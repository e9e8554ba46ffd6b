//! Error handling for the API module

use thiserror::Error;

#[derive(Debug, Error)]
pub enum ApiError {
    /// Reqwest error, typically related to network issues or request failures.
    #[error("Reqwest error: {0}")]
    Reqwest(#[from] reqwest::Error),

    /// The server answered with a non-success status.
    #[error("HTTP error with status {status}: {message}")]
    Http { status: u16, message: String },

    /// The session token was rejected. Credentials have already been handled by the
    /// session policy when this is returned.
    #[error("Session expired while calling {path}; please log in again")]
    Unauthorized { path: String },

    /// Failed to decode a JSON body from the server
    #[error("Decoding error: {0}")]
    Decode(#[from] serde_json::Error),

    /// The server accepted the request but reported `success: false`.
    #[error("Request rejected: {0}")]
    Rejected(String),

    /// Writing a downloaded file failed.
    #[error("I/O error: {0}")]
    Io(#[from] std::io::Error),
}

impl ApiError {
    pub async fn from_response(response: reqwest::Response) -> ApiError {
        let status = response.status().as_u16();
        let body = response
            .text()
            .await
            .unwrap_or_else(|_| "Failed to read response text".to_string());

        ApiError::Http {
            status,
            message: extract_message(&body),
        }
    }

    /// The message the server supplied, if any.
    pub fn server_message(&self) -> Option<&str> {
        match self {
            ApiError::Http { message, .. } | ApiError::Rejected(message) => {
                let trimmed = message.trim();
                (!trimmed.is_empty()).then_some(trimmed)
            }
            _ => None,
        }
    }

    /// Text to show the user: the server's message when present, else `fallback`.
    pub fn user_message(&self, fallback: &str) -> String {
        match self {
            ApiError::Unauthorized { .. } => self.to_string(),
            _ => self
                .server_message()
                .map(str::to_string)
                .unwrap_or_else(|| fallback.to_string()),
        }
    }
}

/// Pulls `message` out of a JSON error body, falling back to the raw body text.
fn extract_message(body: &str) -> String {
    serde_json::from_str::<serde_json::Value>(body)
        .ok()
        .and_then(|value| {
            value
                .get("message")
                .and_then(|m| m.as_str())
                .map(str::to_string)
        })
        .unwrap_or_else(|| body.trim().to_string())
}
//! Dashboard state update logic
//!
//! Local patches the aggregator applies before the server confirms a mutation.

use super::state::{DashboardView, EnrolledCourseView, NotificationView};
use chrono::{DateTime, Utc};

impl DashboardView {
    pub fn enrolled_course(&self, course_id: &str) -> Option<&EnrolledCourseView> {
        self.enrolled_courses.iter().find(|c| c.course_id == course_id)
    }

    fn enrolled_course_mut(&mut self, course_id: &str) -> Option<&mut EnrolledCourseView> {
        self.enrolled_courses
            .iter_mut()
            .find(|c| c.course_id == course_id)
    }

    /// Move a catalog course into the enrolled list with zero progress.
    /// Returns false when the course is not in the catalog.
    pub fn move_to_enrolled(&mut self, course_id: &str, minutes_per_lesson: u32) -> bool {
        let Some(index) = self.available_courses.iter().position(|c| c.id == course_id) else {
            return false;
        };
        let course = self.available_courses.remove(index);
        if self.enrolled_course(course_id).is_none() {
            self.enrolled_courses
                .push(EnrolledCourseView::fresh(&course, minutes_per_lesson));
        }
        true
    }

    pub fn touch_course(&mut self, course_id: &str, now: DateTime<Utc>) -> bool {
        match self.enrolled_course_mut(course_id) {
            Some(course) => {
                course.last_accessed_at = Some(now);
                true
            }
            None => false,
        }
    }

    /// Add `lesson_id` to the course's completed set. Already-completed lessons are a no-op.
    pub fn record_lesson_completion(
        &mut self,
        course_id: &str,
        lesson_id: &str,
        minutes_per_lesson: u32,
    ) -> bool {
        let Some(course) = self.enrolled_course_mut(course_id) else {
            return false;
        };
        if !course.completed_lesson_ids.insert(lesson_id.to_string()) {
            return false;
        }
        course.recount(minutes_per_lesson);
        true
    }

    /// Returns true when the notification moved from unread to read.
    pub fn mark_notification_read(&mut self, notification_id: &str, now: DateTime<Utc>) -> bool {
        let Some(notification) = self
            .notifications
            .iter_mut()
            .find(|n| n.id == notification_id)
        else {
            return false;
        };
        if notification.is_read {
            return false;
        }
        notification.is_read = true;
        notification.read_at = Some(now);
        self.unread_count = self.unread_count.saturating_sub(1);
        true
    }

    /// Returns how many notifications changed state.
    pub fn mark_all_notifications_read(&mut self, now: DateTime<Utc>) -> usize {
        let mut changed = 0;
        for notification in self.notifications.iter_mut().filter(|n| !n.is_read) {
            notification.is_read = true;
            notification.read_at = Some(now);
            changed += 1;
        }
        // The server-side total may cover pages we never loaded.
        self.unread_count = 0;
        changed
    }

    pub fn remove_notification(&mut self, notification_id: &str) -> Option<NotificationView> {
        let index = self
            .notifications
            .iter()
            .position(|n| n.id == notification_id)?;
        let removed = self.notifications.remove(index);
        if !removed.is_read {
            self.unread_count = self.unread_count.saturating_sub(1);
        }
        Some(removed)
    }
}
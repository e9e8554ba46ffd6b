//! Wire records exchanged with the LMS backend.
//!
//! Field names follow the backend's camelCase JSON with Mongo-style `_id`s. Every
//! optional or list field tolerates `null` and absence.

use chrono::{DateTime, Utc};
use serde::{Deserialize, Serialize};

#[derive(Debug, Clone, PartialEq, Default, Serialize, Deserialize)]
#[serde(rename_all = "camelCase")]
pub struct Lesson {
    #[serde(rename = "_id", alias = "id", default)]
    pub id: String,
    #[serde(default)]
    pub title: String,
}

#[derive(Debug, Clone, PartialEq, Default, Serialize, Deserialize)]
#[serde(rename_all = "camelCase")]
pub struct CourseModule {
    #[serde(rename = "_id", alias = "id", default)]
    pub id: Option<String>,
    #[serde(default)]
    pub title: Option<String>,
    #[serde(default)]
    pub lessons: Option<Vec<Lesson>>,
}

#[derive(Debug, Clone, PartialEq, Default, Serialize, Deserialize)]
#[serde(rename_all = "camelCase")]
pub struct Course {
    #[serde(rename = "_id", alias = "id", default)]
    pub id: String,
    #[serde(default)]
    pub title: String,
    #[serde(default)]
    pub description: String,
    #[serde(default)]
    pub level: Option<String>,
    #[serde(default)]
    pub category: Option<String>,
    #[serde(default)]
    pub thumbnail: Option<String>,
    #[serde(default)]
    pub modules: Option<Vec<CourseModule>>,
    #[serde(default)]
    pub instructor: Option<InstructorRef>,
}

impl Course {
    /// Lessons across every module. Missing modules or lesson lists count as zero.
    pub fn total_lessons(&self) -> usize {
        self.modules
            .iter()
            .flatten()
            .map(|module| module.lessons.as_ref().map_or(0, Vec::len))
            .sum()
    }
}

#[derive(Debug, Clone, PartialEq, Default, Serialize, Deserialize)]
pub struct Instructor {
    #[serde(rename = "_id", alias = "id", default)]
    pub id: String,
    #[serde(default)]
    pub name: Option<String>,
}

#[derive(Debug, Clone, PartialEq, Serialize, Deserialize)]
#[serde(untagged)]
pub enum InstructorRef {
    Populated(Instructor),
    Id(String),
}

impl InstructorRef {
    pub fn name(&self) -> Option<&str> {
        match self {
            InstructorRef::Populated(instructor) => instructor.name.as_deref(),
            InstructorRef::Id(_) => None,
        }
    }
}

/// A course reference that the backend may or may not have populated.
#[derive(Debug, Clone, PartialEq, Serialize, Deserialize)]
#[serde(untagged)]
pub enum CourseRef {
    Populated(Course),
    Id(String),
}

impl CourseRef {
    pub fn populated(&self) -> Option<&Course> {
        match self {
            CourseRef::Populated(course) => Some(course),
            CourseRef::Id(_) => None,
        }
    }

    pub fn id(&self) -> &str {
        match self {
            CourseRef::Populated(course) => &course.id,
            CourseRef::Id(id) => id,
        }
    }
}

#[derive(Debug, Clone, PartialEq, Default, Serialize, Deserialize)]
#[serde(rename_all = "camelCase")]
pub struct LessonSummary {
    #[serde(rename = "_id", alias = "id", default)]
    pub id: String,
    #[serde(default)]
    pub title: Option<String>,
}

#[derive(Debug, Clone, PartialEq, Serialize, Deserialize)]
#[serde(untagged)]
pub enum LessonRef {
    Populated(LessonSummary),
    Id(String),
}

impl LessonRef {
    pub fn title(&self) -> Option<&str> {
        match self {
            LessonRef::Populated(summary) => summary.title.as_deref(),
            LessonRef::Id(_) => None,
        }
    }
}

#[derive(Debug, Clone, PartialEq, Default, Serialize, Deserialize)]
#[serde(rename_all = "camelCase")]
pub struct CompletedLesson {
    pub lesson: String,
    #[serde(default)]
    pub completed_at: Option<DateTime<Utc>>,
    #[serde(default)]
    pub time_spent: Option<f64>,
    #[serde(default)]
    pub quiz_score: Option<f64>,
}

/// One user's completion state for one course.
#[derive(Debug, Clone, PartialEq, Default, Serialize, Deserialize)]
#[serde(rename_all = "camelCase")]
pub struct ProgressRecord {
    #[serde(rename = "_id", alias = "id", default)]
    pub id: String,
    #[serde(default)]
    pub course: Option<CourseRef>,
    #[serde(default)]
    pub completed_lessons: Option<Vec<CompletedLesson>>,
    #[serde(default)]
    pub current_lesson: Option<LessonRef>,
    #[serde(default)]
    pub progress_percentage: f64,
    #[serde(default)]
    pub last_accessed: Option<DateTime<Utc>>,
    #[serde(default)]
    pub created_at: Option<DateTime<Utc>>,
    #[serde(default)]
    pub total_time_spent: Option<f64>,
    #[serde(default)]
    pub is_completed: bool,
}

#[derive(
    Debug, Clone, Copy, PartialEq, Eq, Default, Serialize, Deserialize, strum::Display,
)]
#[serde(rename_all = "snake_case")]
#[strum(serialize_all = "snake_case")]
pub enum NotificationKind {
    CourseEnrollment,
    NewLesson,
    CourseCompletion,
    CertificateIssued,
    CommentReply,
    CourseUpdate,
    LessonCompleted,
    QuizResult,
    NewCourseAvailable,
    InstructorMessage,
    SystemAnnouncement,
    #[default]
    #[serde(other)]
    Other,
}

#[derive(
    Debug, Clone, Copy, PartialEq, Eq, Default, Serialize, Deserialize, strum::Display,
)]
#[serde(rename_all = "lowercase")]
#[strum(serialize_all = "lowercase")]
pub enum Priority {
    Low,
    High,
    #[default]
    #[serde(other)]
    Medium,
}

#[derive(Debug, Clone, PartialEq, Default, Serialize, Deserialize)]
#[serde(rename_all = "camelCase")]
pub struct Notification {
    #[serde(rename = "_id", alias = "id", default)]
    pub id: String,
    #[serde(rename = "type", default)]
    pub kind: NotificationKind,
    #[serde(default)]
    pub title: String,
    #[serde(default)]
    pub message: String,
    #[serde(default)]
    pub is_read: bool,
    #[serde(default)]
    pub read_at: Option<DateTime<Utc>>,
    #[serde(default)]
    pub created_at: Option<DateTime<Utc>>,
    #[serde(default)]
    pub priority: Priority,
    #[serde(default)]
    pub action_url: Option<String>,
}

#[derive(Debug, Clone, PartialEq, Default, Serialize, Deserialize)]
#[serde(rename_all = "camelCase")]
pub struct Certificate {
    #[serde(rename = "_id", alias = "id", default)]
    pub id: String,
    #[serde(default)]
    pub course: Option<CourseRef>,
    /// Human-facing certificate number, used by the download endpoint.
    #[serde(default)]
    pub certificate_id: Option<String>,
    #[serde(default)]
    pub completion_date: Option<DateTime<Utc>>,
    #[serde(default)]
    pub verification_code: Option<String>,
    #[serde(default)]
    pub score: Option<f64>,
    #[serde(default)]
    pub grade: Option<String>,
}

// =============================================================================
// RESPONSE ENVELOPES
// =============================================================================

#[derive(Debug, Clone, Default, Deserialize)]
pub struct CoursesPage {
    #[serde(default)]
    pub courses: Vec<Course>,
}

#[derive(Debug, Clone, Default, PartialEq, Deserialize)]
#[serde(rename_all = "camelCase")]
pub struct NotificationsPage {
    #[serde(default)]
    pub notifications: Vec<Notification>,
    #[serde(default)]
    pub unread_count: Option<usize>,
}

#[derive(Debug, Clone, Default, Deserialize)]
pub struct CertificatesData {
    #[serde(default)]
    pub certificates: Vec<Certificate>,
}

/// The backend has shipped both `{ certificates }` and `{ success, data: { certificates } }`.
#[derive(Debug, Clone, Default, Deserialize)]
pub struct CertificatesResponse {
    #[serde(default)]
    pub certificates: Option<Vec<Certificate>>,
    #[serde(default)]
    pub data: Option<CertificatesData>,
}

impl CertificatesResponse {
    pub fn into_certificates(self) -> Vec<Certificate> {
        self.certificates
            .or_else(|| self.data.map(|data| data.certificates))
            .unwrap_or_default()
    }
}

#[derive(Debug, Clone, PartialEq, Deserialize)]
pub struct EnrollResponse {
    #[serde(default = "default_success")]
    pub success: bool,
    #[serde(default)]
    pub message: Option<String>,
}

fn default_success() -> bool {
    true
}

#[derive(Debug, Clone, PartialEq, Serialize)]
#[serde(rename_all = "camelCase")]
pub struct CompleteLessonRequest {
    pub course_id: String,
    pub lesson_id: String,
    pub time_spent: u32,
    /// Serialized as `null` for lessons that are not quizzes.
    pub quiz_score: Option<f64>,
}

/// Raw certificate bytes plus the content type the server declared.
#[derive(Debug, Clone, PartialEq)]
pub struct CertificateDownload {
    pub bytes: Vec<u8>,
    pub content_type: Option<String>,
}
* * * * * * *
→ **Required action**
Please let your answer be exactly the lines from the one holding "#[derive(Debug, Clone, PartialEq, Serialize)]" through the last line of the entries above, both ends included.

→ **Output below**
#[derive(Debug, Clone, PartialEq, Serialize)]
#[serde(rename_all = "camelCase")]
pub struct CompleteLessonRequest {
    pub course_id: String,
    pub lesson_id: String,
    pub time_spent: u32,
    /// Serialized as `null` for lessons that are not quizzes.
    pub quiz_score: Option<f64>,
}

/// Raw certificate bytes plus the content type the server declared.
#[derive(Debug, Clone, PartialEq)]
pub struct CertificateDownload {
    pub bytes: Vec<u8>,
    pub content_type: Option<String>,
}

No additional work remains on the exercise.